> **Assignment**:
Taking the line with "pub use errors::SearchError;" as the first and the last line of the entries as the final one, copy that span exactly.

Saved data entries

◆ ◆ ◆ ◆ ◆

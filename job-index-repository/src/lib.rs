//! # Job Index Repository
//!
//! This crate provides traits and implementations for interacting with the
//! search engine that holds the denormalized job documents. It includes
//! definitions for errors, the engine interface, a concrete implementation
//! for OpenSearch, and [`JobIndexClient`], the façade the rest of the system
//! uses to build, update and query the index.

pub mod client;
pub mod config;
pub mod errors;
pub mod interfaces;
pub mod opensearch;
pub mod types;

pub use client::JobIndexClient;
pub use config::SearchIndexConfig;
pub use errors::SearchError;
pub use interfaces::SearchEngineClient;
pub use opensearch::{IndexConfig, OpenSearchClient};
pub use types::{BatchOperationResult, BatchOperationSummary, IndexOperation, RawHit, RawSearchResponse};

◆ ◆ ◆ ◆ ◆

> **Expected answer**:
pub use errors::SearchError;
pub use interfaces::SearchEngineClient;
pub use opensearch::{IndexConfig, OpenSearchClient};
pub use types::{BatchOperationResult, BatchOperationSummary, IndexOperation, RawHit, RawSearchResponse};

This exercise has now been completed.